Legislative Council - Fifty-Third Parliament, Second Session (53-2)
2015-06-03 Daily Xml

Contents

Stolen Generations Compensation

The Hon. T.A. FRANKS (14:49): I seek leave to make a brief explanation before addressing a question to the Minister for Aboriginal Affairs and Reconciliation on the topic of stolen generations compensation.

Leave granted.

The Hon. T.A. FRANKS: As members are well aware, this is National Reconciliation Week. Indeed, we should be very proud of our role in this past week, also marking the anniversary of the 1997 apology by Dean Brown to the stolen generations, the first in the country. We know there has been a bill passed in the council that was supported by all but Labor elected members for stolen generations compensation. Obviously, I introduced a bill that went to a committee inquiry that was supported by all members of that inquiry by the Aboriginal Lands Parliamentary Standing Committee.

In response to questions in the previous week's sitting, the minister advised the Hon. Terry Stephens, through the processes of question time, that he would be conducting meetings and that he would be coming back with some statements about that. I ask the minister: what concerns does the government continue to hold with regard to a stolen generations reparations or compensation scheme? How are those meetings progressing? In what time frame will the government be making a statement on this issue?

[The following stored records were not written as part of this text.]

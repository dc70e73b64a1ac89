use thiserror::Error;

/// All errors produced by verbatim-core.
///
/// Every variant except `Io`/`Other` is scoped to a single operation: a
/// failed fragment, load or window never tears the session down.
#[derive(Debug, Error)]
pub enum VerbatimError {
    #[error("malformed audio payload: {0}")]
    Decode(String),

    #[error("audio codec error: {0}")]
    Codec(String),

    #[error("no model is currently loaded")]
    ModelNotLoaded,

    #[error("unknown model variant: {name}")]
    UnknownVariant { name: String },

    #[error("failed to load model '{variant}': {reason}")]
    ModelLoad { variant: String, reason: String },

    #[error("transcription error: {0}")]
    Transcription(String),

    #[error("model loader task is not running")]
    LoaderUnavailable,

    #[error("IO error: {0}")]
    Io(#[from] std::io::Error),

    #[error(transparent)]
    Other(#[from] anyhow::Error),
}

pub type Result<T> = std::result::Result<T, VerbatimError>;
//! Eye detection and shape heuristics.
//!
//! These are rules of thumb, not a life-and-death solver. An "eye" here is an
//! empty point whose orthogonal neighbors are all friendly with enough
//! diagonal support for its board position; the position-dependent diagonal
//! thresholds (corner 1, edge 2, center 3) are the classic false-eye guard.
//!
//! `would_fill_territory` is the universal veto: every finder's candidate is
//! checked against it so the engine never wastes a move filling in space it
//! already owns.

use crate::board::{Board, Cell, Control, Grid, Point};
use crate::geometry::{adjacent, diagonal, is_corner, is_edge, manhattan};

fn count_cells(board: &Board, pts: &[Point], cell: Cell) -> usize {
    pts.iter().filter(|&&p| board.get(p) == cell).count()
}

/// Diagonal support required for a true eye at `p`.
fn eye_diagonal_threshold(p: Point, size: usize) -> usize {
    if is_corner(p, size) {
        1
    } else if is_edge(p, size) {
        2
    } else {
        3
    }
}

/// True if `p` is an eye: empty, every orthogonal neighbor friendly, and
/// enough friendly diagonal support for its position.
pub fn is_eye(board: &Board, p: Point) -> bool {
    if board.get(p) != Cell::Empty {
        return false;
    }
    let size = board.size();
    let adj = adjacent(p, size);
    if count_cells(board, &adj, Cell::Friendly) != adj.len() {
        return false;
    }
    let diag = diagonal(p, size);
    count_cells(board, &diag, Cell::Friendly) >= eye_diagonal_threshold(p, size)
}

/// True if placing a friendly stone at `p` would turn one of its currently
/// empty neighbors into an eye.
pub fn would_form_eye(board: &Board, p: Point) -> bool {
    let size = board.size();
    let mut sim = board.clone();
    sim.set(p, Cell::Friendly);
    adjacent(p, size)
        .into_iter()
        .any(|n| board.get(n) == Cell::Empty && is_eye(&sim, n))
}

/// Predictive eye test without simulation: could `p` still become an eye if
/// we keep playing around it?
///
/// Counts friendly-or-empty support against looser position-dependent
/// thresholds and refuses if the enemy is already leaning on the point.
pub fn could_form_eye(board: &Board, p: Point) -> bool {
    let size = board.size();
    let adj = adjacent(p, size);
    let diag = diagonal(p, size);

    let friendly_adj = count_cells(board, &adj, Cell::Friendly);
    let empty_adj = count_cells(board, &adj, Cell::Empty);
    let friendly_diag = count_cells(board, &diag, Cell::Friendly);
    let empty_diag = count_cells(board, &diag, Cell::Empty);
    let enemy_adj = count_cells(board, &adj, Cell::Enemy);
    let enemy_diag = count_cells(board, &diag, Cell::Enemy);

    let (required_adj, required_diag) = if is_corner(p, size) {
        (2, 1)
    } else if is_edge(p, size) {
        (3, 2)
    } else {
        (4, 3)
    };

    friendly_adj + empty_adj >= required_adj
        && friendly_diag + empty_diag >= required_diag
        && enemy_adj == 0
        && enemy_diag <= 1
}

/// True if an eye built around `p` would be easy for the opponent to ruin.
///
/// Vulnerable when the enemy already touches the point, leans on it
/// diagonally from more than two sides, a supporting friendly stone is down
/// to one liberty, or the surrounding space is not actually ours yet.
pub fn is_vulnerable_eye_formation(
    board: &Board,
    liberties: &Grid<i32>,
    controlled: &Grid<Control>,
    p: Point,
) -> bool {
    let size = board.size();
    let adj = adjacent(p, size);
    let diag = diagonal(p, size);

    if count_cells(board, &adj, Cell::Enemy) > 0 || count_cells(board, &diag, Cell::Enemy) > 2 {
        return true;
    }

    for &n in &adj {
        if board.get(n) == Cell::Friendly && liberties.get(n) < 2 {
            return true;
        }
    }

    let empty_adj: Vec<Point> = adj
        .iter()
        .copied()
        .filter(|&n| board.get(n) == Cell::Empty)
        .collect();
    if empty_adj.len() > 1
        && empty_adj
            .iter()
            .any(|&n| controlled.get(n) != Control::Friendly)
    {
        return true;
    }

    false
}

/// True if a stone at `p` would complete a recognized strong shape with the
/// friendly stones already around it: bamboo joint, tiger's mouth, table
/// shape, or a wall segment.
pub fn would_create_strong_shape(board: &Board, p: Point) -> bool {
    let size = board.size();
    let adj = adjacent(p, size);
    let diag = diagonal(p, size);

    let friendly_adj: Vec<Point> = adj
        .iter()
        .copied()
        .filter(|&n| board.get(n) == Cell::Friendly)
        .collect();
    let friendly_diag = count_cells(board, &diag, Cell::Friendly);

    // Bamboo joint: two friendly neighbors two steps apart through `p`.
    let bamboo = friendly_adj.iter().enumerate().any(|(i, &a)| {
        friendly_adj
            .iter()
            .enumerate()
            .any(|(j, &b)| i != j && manhattan(a, b) == 2)
    });

    // Tiger's mouth / table shape: two orthogonal supports plus a diagonal.
    let tigers_mouth = friendly_adj.len() >= 2 && friendly_diag >= 1;

    // Wall: two friendly neighbors sharing a row or column.
    let wall = friendly_adj
        .iter()
        .enumerate()
        .filter(|&(i, &a)| {
            friendly_adj
                .iter()
                .enumerate()
                .any(|(j, &b)| i != j && (a.0 == b.0 || a.1 == b.1))
        })
        .count()
        >= 2;

    bamboo || tigers_mouth || wall
}

/// True if playing at `p` would just fill in our own settled territory:
/// the point is ours, well surrounded, and almost enclosed already.
pub fn would_fill_territory(board: &Board, controlled: &Grid<Control>, p: Point) -> bool {
    if controlled.get(p) != Control::Friendly {
        return false;
    }
    let adj = adjacent(p, board.size());
    count_cells(board, &adj, Cell::Friendly) >= 2 && count_cells(board, &adj, Cell::Empty) <= 2
}

/// True if `p` is an empty point inside space we already control and keep
/// open on purpose. Attacking finders avoid playing into it.
pub fn is_protected_space(board: &Board, controlled: &Grid<Control>, p: Point) -> bool {
    if board.get(p) != Cell::Empty || controlled.get(p) != Control::Friendly {
        return false;
    }
    let adj = adjacent(p, board.size());
    count_cells(board, &adj, Cell::Friendly) >= 2 && count_cells(board, &adj, Cell::Empty) >= 2
}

The Hon. K.J. MAHER (Minister for Manufacturing and Innovation, Minister for Automotive Transformation, Minister for Aboriginal Affairs and Reconciliation) (14:51): I thank the honourable member for her question and her continuing interest in this matter and the efforts she has gone to to progress this matter in the past and also her continuing efforts to inquire about this and keep the matter alive at the moment. As I have previously said, I have been having a range of meetings, the most recent one, I think, the week before last, organised by the ALRM with a number of their clients who have been affected by past forced removals. That was a meeting with about 25 or 30 members of the stolen generations at Tauondi College. I want to place on the record my thanks to the ALRM for organising that meeting. It was very instructive to me, as a minister, to hear a range of issues.

There are a number of issues of concern that will form the basis of the next steps that are taken in relation to righting some of the wrongs of the past, in terms of first removal of Aboriginal children. Some of the areas that were of concern from that meeting, and from other meetings I have had, include better recognition and acknowledgement of what happened and a better understanding of the history of these issues, particularly through education. As the honourable member has mentioned, there are bills that have been before the council before. Individual compensation is an issue; so is better access to information held by government and by churches and other organisations and issues such as public recognition, memorials, healing gardens and other things and also about what changes to make in future policy to make sure that what has happened in the past does not happen in the future.

I will be consulting still further on what the next steps are. In the coming months, when there are more decisions about what those next steps are, I can assure members who are interested in this matter that I will talk to them. I haven't got a finite time frame on when there will be decisions about what those next steps are, but I can assure members that I will keep them informed as we go forward.